Since my travel book The Palace of the Snow Queen was published last October, some readers and reviewers have said things along the lines of, "I have to admit that Lapland is not the first country that comes to mind in my quest for good travel literature," and "That's one place I'm never going." In the Seattle Times, Lynda V. Mapes wrote, "This is the coldest I've ever been reading a book, but it was worth it." I'm glad she qualified that.
Okay, so I haven't converted everyone to my fascination with the far north of Scandinavia. On the other hand I have heard from a lot of people who love the northern climes and who have stories to tell about Scandinavian forebears and Sami relatives who emigrated to Poulsbo, Washington and Nome, Alaska, and who harbor fantasies of their own about ice hotels and dark, starry nights brushed by the northern lights. People who for mysterious reasons don't mind the cold and who are drawn to the cultures and landscapes of the far north, whether watery or icy.
One reader recently wrote me, "I go on my trips alone because no one I know can afford to go and also no one I know wants to go to the north. They want the tropics and warm beaches." A woman after my own heart, she had recently returned from not only Lapland, but St. Petersburg, and Tallin in Estonia. She wrote she'd also been to Iceland, the Faroe Island, the Orkneys and all those other cool (and cold and wet) places I'd traveled to myself in writing The Pirate Queen a few years ago.

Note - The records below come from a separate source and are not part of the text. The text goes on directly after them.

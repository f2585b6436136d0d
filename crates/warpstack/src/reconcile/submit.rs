use std::{collections::BTreeMap, path::PathBuf, time::Duration};

use chrono::Utc;
use serde::Serialize;
use warpstack_cli_common::{files::save_json_file, logger, retry::retry};
use warpstack_cli_config::ChainSubmissionStrategy;
use warpstack_cli_types::SubmitterType;
use xshell::Shell;

use super::error::ChainFailure;
use crate::sdk::{ChainProvider, PendingTransaction, SubmittedTransaction};

const SUBMIT_ATTEMPTS: usize = 5;
const SUBMIT_RETRY_DELAY: Duration = Duration::from_millis(100);

/// Groups a flat transaction list into per-chain batches, keyed by numeric
/// chain id. Order within each batch is preserved; enroll transactions must
/// land before gas updates.
pub fn group_by_chain(
    transactions: Vec<PendingTransaction>,
) -> BTreeMap<u64, Vec<PendingTransaction>> {
    let mut groups: BTreeMap<u64, Vec<PendingTransaction>> = BTreeMap::new();
    for tx in transactions {
        groups.entry(tx.chain_id).or_default().push(tx);
    }
    groups
}

#[derive(Debug, Serialize)]
#[serde(rename_all = "camelCase")]
struct SubmissionReceipt<'a> {
    chain: &'a str,
    chain_id: u64,
    submitter: String,
    transactions: &'a [PendingTransaction],
    #[serde(skip_serializing_if = "Vec::is_empty")]
    results: Vec<SubmittedTransaction>,
}

/// Safe proposal payload, written instead of broadcasting. Shaped for the
/// Safe Transaction Builder import format.
#[derive(Debug, Serialize)]
#[serde(rename_all = "camelCase")]
struct SafeProposal<'a> {
    safe_address: &'a str,
    chain_id: u64,
    transactions: &'a [PendingTransaction],
}

#[derive(Debug, Default)]
pub struct DispatchOutcome {
    pub receipts: Vec<PathBuf>,
    pub failures: Vec<ChainFailure>,
}

/// Routes each chain's batch to its configured submitter. Direct RPC
/// batches are retried with a constant backoff; Safe and file submitters
/// only emit payload artifacts. A chain's failure never stops the
/// remaining chains.
pub struct TransactionDispatcher<'a> {
    shell: &'a Shell,
    provider: &'a dyn ChainProvider,
    strategy: ChainSubmissionStrategy,
    receipts_dir: PathBuf,
}

impl<'a> TransactionDispatcher<'a> {
    pub fn new(
        shell: &'a Shell,
        provider: &'a dyn ChainProvider,
        strategy: ChainSubmissionStrategy,
        receipts_dir: PathBuf,
    ) -> Self {
        Self {
            shell,
            provider,
            strategy,
            receipts_dir,
        }
    }

    pub async fn dispatch(&self, transactions: Vec<PendingTransaction>) -> DispatchOutcome {
        let mut outcome = DispatchOutcome::default();
        for (chain_id, batch) in group_by_chain(transactions) {
            // Names are only needed for reporting; an unknown id still
            // gets its batch submitted under a synthetic label.
            let chain = self
                .provider
                .chain_name_by_id(chain_id)
                .unwrap_or_else(|_| format!("chain-{chain_id}"));
            match self.dispatch_chain(&chain, chain_id, &batch).await {
                Ok(receipt) => outcome.receipts.push(receipt),
                Err(error) => {
                    logger::error(format!("Submission failed for `{chain}`: {error:#}"));
                    outcome.failures.push(ChainFailure::new(chain, error));
                }
            }
        }
        outcome
    }

    async fn dispatch_chain(
        &self,
        chain: &str,
        chain_id: u64,
        batch: &[PendingTransaction],
    ) -> anyhow::Result<PathBuf> {
        let strategy = self.strategy.resolve(chain);
        match strategy.submitter_type {
            SubmitterType::JsonRpc => {
                let description = format!("submit {} transaction(s) to {chain}", batch.len());
                let results = retry(&description, SUBMIT_ATTEMPTS, SUBMIT_RETRY_DELAY, || {
                    self.provider.send_transactions(chain_id, batch)
                })
                .await?;
                logger::info(format!(
                    "Submitted {} transaction(s) to {chain}",
                    results.len()
                ));
                self.write_receipt(chain, chain_id, SubmitterType::JsonRpc, batch, results)
            }
            SubmitterType::GnosisSafe => {
                let safe_address = strategy.safe_address.as_deref().ok_or_else(|| {
                    anyhow::anyhow!("gnosisSafe submitter for `{chain}` has no safeAddress")
                })?;
                let proposal = SafeProposal {
                    safe_address,
                    chain_id,
                    transactions: batch,
                };
                let path = self.receipt_path(chain, SubmitterType::GnosisSafe);
                save_json_file(self.shell, &path, &proposal)?;
                logger::info(format!(
                    "Wrote Safe proposal for `{chain}` to {}",
                    path.display()
                ));
                Ok(path)
            }
            SubmitterType::File => {
                let path = strategy
                    .out_path
                    .clone()
                    .unwrap_or_else(|| self.receipt_path(chain, SubmitterType::File));
                if let Some(parent) = path.parent() {
                    self.shell.create_dir(parent)?;
                }
                save_json_file(self.shell, &path, batch)?;
                logger::info(format!(
                    "Wrote transaction batch for `{chain}` to {}",
                    path.display()
                ));
                Ok(path)
            }
        }
    }

    fn write_receipt(
        &self,
        chain: &str,
        chain_id: u64,
        submitter: SubmitterType,
        batch: &[PendingTransaction],
        results: Vec<SubmittedTransaction>,
    ) -> anyhow::Result<PathBuf> {
        let receipt = SubmissionReceipt {
            chain,
            chain_id,
            submitter: submitter.to_string(),
            transactions: batch,
            results,
        };
        let path = self.receipt_path(chain, submitter);
        save_json_file(self.shell, &path, &receipt)?;
        Ok(path)
    }

    fn receipt_path(&self, chain: &str, submitter: SubmitterType) -> PathBuf {
        let timestamp = Utc::now().format("%Y%m%dT%H%M%SZ");
        self.receipts_dir
            .join(format!("{chain}-{submitter}-{timestamp}.json"))
    }
}
use std::{
    collections::BTreeMap,
    path::{Path, PathBuf},
};

use anyhow::Context;
use xshell::Shell;

use crate::{
    consts::{AUTOGENERATED_COMMENT, RECEIPTS_DIR, WARP_ROUTES_PATH},
    core::WarpCoreConfig,
    traits::{ReadConfig, SaveConfigWithComment},
};

/// File-backed registry holding the canonical core config of every known
/// warp route, keyed by token symbol and the set of chains it spans.
#[derive(Debug, Clone)]
pub struct WarpRouteRegistry {
    root: PathBuf,
}

impl WarpRouteRegistry {
    pub fn new(root: impl Into<PathBuf>) -> Self {
        Self { root: root.into() }
    }

    /// Stable route identifier: symbol plus the sorted chain list.
    pub fn route_id(symbol: &str, chains: &[String]) -> String {
        let mut sorted = chains.to_vec();
        sorted.sort();
        format!("{}-{}", symbol.to_uppercase(), sorted.join("-"))
    }

    pub fn warp_route_path(&self, route_id: &str) -> PathBuf {
        self.root
            .join(WARP_ROUTES_PATH)
            .join(format!("{route_id}-config.yaml"))
    }

    pub fn receipts_dir(&self) -> PathBuf {
        self.root.join(RECEIPTS_DIR)
    }

    /// Persists a route's core config. The write replaces the whole file;
    /// the registry is the single shared artifact between runs, so callers
    /// must serialize concurrent reconciliations externally.
    pub fn add_warp_route(
        &self,
        shell: &Shell,
        config: &WarpCoreConfig,
    ) -> anyhow::Result<PathBuf> {
        let symbol = config
            .tokens
            .first()
            .map(|token| token.symbol.clone())
            .context("Cannot persist a warp route with no tokens")?;
        let chains: Vec<String> = config.chain_names().into_iter().collect();
        let path = self.warp_route_path(&Self::route_id(&symbol, &chains));
        if let Some(parent) = path.parent() {
            shell.create_dir(parent)?;
        }
        config.save_with_comment(shell, &path, AUTOGENERATED_COMMENT)?;
        Ok(path)
    }

    pub fn read_warp_route(
        &self,
        shell: &Shell,
        path: impl AsRef<Path>,
    ) -> anyhow::Result<WarpCoreConfig> {
        WarpCoreConfig::read(shell, path)
    }

    /// Router address per chain for one route, read from its persisted core
    /// config.
    pub fn get_chain_addresses(
        &self,
        shell: &Shell,
        route_id: &str,
    ) -> anyhow::Result<BTreeMap<String, String>> {
        let config = self.read_warp_route(shell, self.warp_route_path(route_id))?;
        Ok(config.router_addresses())
    }
}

One of my favorite Christmas presents this year was a lively little book by humorist Bob Eckstein (whose cartoons appear in The New Yorker). The History of the Snowman: from the Ice Age to the Flea Market (Simon & Schuster, 2007). I love books about topics that are hiding in plain sight. It turns out there's a lot to say about snowmen as cultural icons, and this eclectic book is by turns hilarious and erudite, with chapters such as, "Early Belgian Expressionism," "Early American Snowmen in the Seventeenth Century," and "The Dean Martin Years." He sniffs out some of the earliest representations of snow people in art and ponders why snowmen also are seen to have a sinister side ("Number of movies with snowman in the title: 22. Number of those in which the snowman is the killer: 6").
Copiously illustrated with color ads, postcards, magazine covers, and with as many black and white illustrations, including a great selection of the best of the snowman New Yorker cartoons.